Four years ago, I wrote a letter to family and friends asking them to vote for a return to decency, to vote for Joe Biden. Our leaders should represent what is best in us and conduct themselves in a way that reflects the values we teach our children. Donald Trump, a dishonest narcissist and philanderer never met that standard. This disqualified him from leading our nation. My concerns were justified when, on Jan. 6, 2021, he violated his solemn oath to “preserve, protect and defend the Constitution of the United States.”
I believed that Trump’s disgraceful performance marked the end of his political career. I was wrong. And I am more concerned than I was four years ago. Trump, now a convicted felon, is far too old. He does not have the physical or mental capacity to serve as president. But my greatest concern is that we stand to lose our democracy, which for 250 years, patriotic Americans have fought and given their lives to defend. (Trump thinks they were “losers” and “suckers.”) And behind him there is an unlikely alliance of foreign autocratic leaders, wealthy individuals like Elon Musk and religious extremists who think they would benefit by the loss of our democracy.
President Biden has not been a perfect president, but he has brought decency back to Washington politics and he and Vice President Kamala Harris repaired the international relationships that had been strained during the Trump administration. At the same time, their economic policies sparked the American economy, and it has become the envy of the world, with inflation tamed, manufacturing returning to our shores, unemployment at record lows and the stock market at record highs.
If Trump returns to power, all of that progress will be reversed to the detriment of the middle class. It has happened before. George W. Bush inherited a strong economy with declining debt from the Clinton administration. By the end of Bush’s second term, the economy was in ruins. The Obama administration turned things around and left a strong economy to Trump. By the end of his single term, the Trump economy was in shambles.

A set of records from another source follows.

//! Plugin host: a catalog of plugin factories and the set currently mounted.

use std::path::PathBuf;
use std::sync::Arc;

use indexmap::IndexMap;
use tracing::{error, info, warn};

use gab_config::ConfigStores;
use gab_hooks::Locations;
use gab_types::{HookEvent, Outbox, Rank};

use crate::command::CommandRegistry;
use crate::{CommandEnv, CommandError, Mount, Plugin, PluginControl, PluginError};

/// Builds a fresh plugin instance on every mount.
pub type PluginFactory = Box<dyn Fn() -> anyhow::Result<Box<dyn Plugin>> + Send + Sync>;

/// A plugin the host knows how to mount.
pub struct PluginRegistration {
    pub name: String,
    /// Identifies everything the plugin contributes, for retirement.
    pub file: PathBuf,
    pub factory: PluginFactory,
}

impl PluginRegistration {
    pub fn new<F>(name: impl Into<String>, file: impl Into<PathBuf>, factory: F) -> Self
    where
        F: Fn() -> anyhow::Result<Box<dyn Plugin>> + Send + Sync + 'static,
    {
        Self {
            name: name.into().to_lowercase(),
            file: file.into(),
            factory: Box::new(factory),
        }
    }
}

struct Mounted {
    plugin: Box<dyn Plugin>,
    file: PathBuf,
}

/// Mounts plugins into the hook registry and the command registry.
pub struct PluginHost {
    catalog: IndexMap<String, PluginRegistration>,
    loaded: IndexMap<String, Mounted>,
    locations: Arc<Locations<HookEvent>>,
    commands: CommandRegistry,
}

impl PluginHost {
    pub fn new(locations: Arc<Locations<HookEvent>>, prefix: impl Into<String>) -> Self {
        Self {
            catalog: IndexMap::new(),
            loaded: IndexMap::new(),
            locations,
            commands: CommandRegistry::new(prefix),
        }
    }

    /// Add a plugin to the catalog. Replaces a registration of the same name;
    /// a mounted instance stays mounted until reloaded.
    pub fn register(&mut self, registration: PluginRegistration) {
        info!(plugin = %registration.name, file = %registration.file.display(), "Plugin registered");
        self.catalog.insert(registration.name.clone(), registration);
    }

    pub fn available(&self) -> impl Iterator<Item = &str> {
        self.catalog.keys().map(String::as_str)
    }

    pub fn loaded(&self) -> impl Iterator<Item = &str> {
        self.loaded.keys().map(String::as_str)
    }

    pub fn locations(&self) -> &Arc<Locations<HookEvent>> {
        &self.locations
    }

    pub fn commands(&self) -> &CommandRegistry {
        &self.commands
    }

    fn mount(&mut self, name: &str) -> Result<(), PluginError> {
        let registration = self
            .catalog
            .get(name)
            .ok_or_else(|| PluginError::NotFound(name.to_string()))?;
        let file = registration.file.clone();
        let failed = |source| PluginError::Failed {
            plugin: name.to_string(),
            source,
        };

        let mut plugin = (registration.factory)().map_err(failed)?;
        let mut mount = Mount::new(&file);
        plugin.mount(&mut mount).map_err(failed)?;
        let (hooks, commands) = mount.into_parts();

        for (location, spec) in hooks {
            if let Err(source) = self.locations.register(&location, spec) {
                self.locations.retire_file(&file);
                return Err(PluginError::Registry {
                    plugin: name.to_string(),
                    source,
                });
            }
        }
        for command in commands {
            self.commands.register(command, &file);
        }
        info!(plugin = name, file = %file.display(), "Plugin loaded");
        self.loaded.insert(name.to_string(), Mounted { plugin, file });
        Ok(())
    }

    fn unmount(&mut self, name: &str) -> Result<(), PluginError> {
        let mut mounted = self
            .loaded
            .shift_remove(name)
            .ok_or_else(|| PluginError::NotLoaded(name.to_string()))?;
        mounted.plugin.exit();
        let hooks = self.locations.retire_file(&mounted.file);
        let commands = self.commands.unregister_file(&mounted.file);
        info!(plugin = name, hooks, commands, "Plugin unloaded");
        Ok(())
    }

    /// Run a command line for `user`.
    ///
    /// `None` when the line is not a command; the caller then treats it as
    /// an ordinary message.
    pub fn handle_command(
        &mut self,
        user: &str,
        rank: Rank,
        line: &str,
        stores: &mut ConfigStores,
        outbox: &Outbox,
    ) -> Option<Result<(), CommandError>> {
        let (name, args) = self.commands.parse(line)?;
        let command = match self.commands.resolve(name, rank) {
            Ok(command) => command,
            Err(e) => {
                warn!(user, command = name, "Command refused: {e}");
                return Some(Err(e));
            }
        };
        let mut env = CommandEnv {
            stores,
            plugins: self,
            outbox,
        };
        let result = command
            .run(user, args, &mut env)
            .map_err(|source| CommandError::Failed {
                command: command.name().to_string(),
                source,
            });
        if let Err(e) = &result {
            error!(user, "{e}");
        }
        Some(result)
    }
}

impl PluginControl for PluginHost {
    fn load_plugin(&mut self, name: &str) -> Result<(), PluginError> {
        let name = name.to_lowercase();
        if self.loaded.contains_key(&name) {
            self.unmount(&name)?;
        }
        self.mount(&name)
    }

    fn unload_plugin(&mut self, name: &str) -> Result<(), PluginError> {
        self.unmount(&name.to_lowercase())
    }

    fn is_loaded(&self, name: &str) -> bool {
        self.loaded.contains_key(&name.to_lowercase())
    }

    fn plugin_path(&self, name: &str) -> Option<PathBuf> {
        self.catalog
            .get(&name.to_lowercase())
            .map(|registration| registration.file.clone())
    }
}

impl std::fmt::Debug for PluginHost {
    fn fmt(&self, f: &mut std::fmt::Formatter<'_>) -> std::fmt::Result {
        f.debug_struct("PluginHost")
            .field("catalog", &self.catalog.keys().collect::<Vec<_>>())
            .field("loaded", &self.loaded.keys().collect::<Vec<_>>())
            .field("commands", &self.commands)
            .finish_non_exhaustive()
    }
}

#[cfg(test)]
mod tests {
    use std::sync::atomic::{AtomicUsize, Ordering};

    use gab_hooks::{HookSpec, UserContext, catalog, task_fn};
    use gab_types::{Step, Verdict};

    use super::*;
    use crate::Command;

    struct Shout;

    impl Command for Shout {
        fn name(&self) -> &str {
            "shout"
        }

        fn run(&self, user: &str, args: &str, env: &mut CommandEnv<'_>) -> anyhow::Result<()> {
            env.reply(user, args.to_uppercase());
            Ok(())
        }
    }

    /// Loads another plugin from inside a command.
    struct LoadOther;

    impl Command for LoadOther {
        fn name(&self) -> &str {
            "loadother"
        }

        fn rank(&self) -> Rank {
            Rank::Admin
        }

        fn run(&self, _user: &str, args: &str, env: &mut CommandEnv<'_>) -> anyhow::Result<()> {
            env.plugins.load_plugin(args)?;
            Ok(())
        }
    }

    struct Swallow {
        exits: Arc<AtomicUsize>,
    }

    impl Plugin for Swallow {
        fn mount(&mut self, mount: &mut Mount<'_>) -> anyhow::Result<()> {
            mount
                .hook(
                    catalog::EV_MSG,
                    HookSpec::new("swallow", mount.file(), |_| {
                        Box::new(task_fn(|_: &HookEvent| Ok(Step::Yield(Verdict::Consume))))
                    }),
                )
                .command(Shout);
            Ok(())
        }

        fn exit(&mut self) {
            self.exits.fetch_add(1, Ordering::SeqCst);
        }
    }

    struct Admin;

    impl Plugin for Admin {
        fn mount(&mut self, mount: &mut Mount<'_>) -> anyhow::Result<()> {
            mount.command(LoadOther);
            Ok(())
        }
    }

    struct BadLocation;

    impl Plugin for BadLocation {
        fn mount(&mut self, mount: &mut Mount<'_>) -> anyhow::Result<()> {
            let file = mount.file();
            mount
                .hook(catalog::EV_MSG, HookSpec::new("first", file, |_| {
                    Box::new(task_fn(|_: &HookEvent| Ok(Step::Complete)))
                }))
                .hook("no_such_location", HookSpec::new("second", file, |_| {
                    Box::new(task_fn(|_: &HookEvent| Ok(Step::Complete)))
                }));
            Ok(())
        }
    }

    fn host() -> (PluginHost, Arc<AtomicUsize>) {
        let locations = Arc::new(Locations::with_standard_locations());
        let mut host = PluginHost::new(locations, "!");
        let exits = Arc::new(AtomicUsize::new(0));
        let counter = Arc::clone(&exits);
        host.register(PluginRegistration::new("Swallow", "plugins/swallow.rs", move || {
            Ok(Box::new(Swallow {
                exits: Arc::clone(&counter),
            }) as Box<dyn Plugin>)
        }));
        host.register(PluginRegistration::new("admin", "plugins/admin.rs", || {
            Ok(Box::new(Admin) as Box<dyn Plugin>)
        }));
        host.register(PluginRegistration::new("bad", "plugins/bad.rs", || {
            Ok(Box::new(BadLocation) as Box<dyn Plugin>)
        }));
        host.register(PluginRegistration::new("broken", "plugins/broken.rs", || {
            anyhow::bail!("missing dependency")
        }));
        (host, exits)
    }

    fn message(from: &str) -> HookEvent {
        HookEvent::Message {
            from: from.into(),
            resource: None,
            body: "hi".into(),
            timestamp: 0,
        }
    }

    #[test]
    fn test_load_mounts_hooks_and_commands() {
        let (mut host, _) = host();
        host.load_plugin("swallow").unwrap();
        assert!(host.is_loaded("SWALLOW"));
        assert!(host.locations().contains_hook(catalog::EV_MSG, "swallow"));
        assert!(host.commands().get("shout").is_some());

        let driver = UserContext::new("alice");
        assert!(host.locations().evaluate(catalog::EV_MSG, &driver, &message("alice")));
    }

    #[test]
    fn test_unload_retires_everything() {
        let (mut host, exits) = host();
        host.load_plugin("swallow").unwrap();
        let driver = UserContext::new("alice");
        host.locations().evaluate(catalog::EV_MSG, &driver, &message("alice"));

        host.unload_plugin("swallow").unwrap();
        assert_eq!(exits.load(Ordering::SeqCst), 1);
        assert!(!host.is_loaded("swallow"));
        assert!(!host.locations().contains_hook(catalog::EV_MSG, "swallow"));
        assert!(host.commands().is_empty());
        assert!(matches!(
            host.unload_plugin("swallow"),
            Err(PluginError::NotLoaded(_))
        ));
    }

    #[test]
    fn test_load_twice_reloads() {
        let (mut host, exits) = host();
        host.load_plugin("swallow").unwrap();
        host.load_plugin("swallow").unwrap();
        assert_eq!(exits.load(Ordering::SeqCst), 1);
        assert_eq!(host.loaded().collect::<Vec<_>>(), vec!["swallow"]);
        assert_eq!(host.locations().hooks(catalog::EV_MSG).len(), 1);
    }

    #[test]
    fn test_failed_mounts_leave_nothing_behind() {
        let (mut host, _) = host();
        assert!(matches!(host.load_plugin("nope"), Err(PluginError::NotFound(_))));
        assert!(matches!(host.load_plugin("broken"), Err(PluginError::Failed { .. })));
        assert!(matches!(
            host.load_plugin("bad"),
            Err(PluginError::Registry { .. })
        ));
        assert!(!host.is_loaded("bad"));
        assert!(!host.locations().contains_hook(catalog::EV_MSG, "first"));
        assert_eq!(host.loaded().count(), 0);
    }

    #[test]
    fn test_plugin_path() {
        let (host, _) = host();
        assert_eq!(host.plugin_path("Admin"), Some(PathBuf::from("plugins/admin.rs")));
        assert_eq!(host.plugin_path("ghost"), None);
    }

    #[test]
    fn test_handle_command_routes_and_checks_rank() {
        let dir = tempfile::tempdir().unwrap();
        let mut stores = ConfigStores::new(dir.path());
        let (outbox, mut rx) = Outbox::channel();
        let (mut host, _) = host();
        host.load_plugin("admin").unwrap();

        assert!(host
            .handle_command("alice", Rank::User, "hello there", &mut stores, &outbox)
            .is_none());
        assert!(matches!(
            host.handle_command("alice", Rank::User, "!loadother swallow", &mut stores, &outbox),
            Some(Err(CommandError::Forbidden { .. }))
        ));
        assert!(!host.is_loaded("swallow"));

        host.handle_command("root", Rank::Admin, "!loadother swallow", &mut stores, &outbox)
            .unwrap()
            .unwrap();
        assert!(host.is_loaded("swallow"));

        host.handle_command("alice", Rank::User, "!shout hey", &mut stores, &outbox)
            .unwrap()
            .unwrap();
        let reply = rx.try_recv().unwrap();
        assert_eq!(reply.recipient, "alice");
        assert_eq!(reply.text, "HEY");

        assert!(matches!(
            host.handle_command("root", Rank::Admin, "!loadother ghost", &mut stores, &outbox),
            Some(Err(CommandError::Failed { .. }))
        ));
    }
}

Having voted for Republicans all of my life — from Barry Goldwater to George W. Bush — it has been difficult for me to accept this reality. But the Reagan administration’s promise that low tax rates would drive high tax revenue, and that tax breaks for the wealthy would trickle down to the middle class was naive. Republicans still promote that theory, which further enriched the top 1% and increased the national debt while middle-class income stagnated.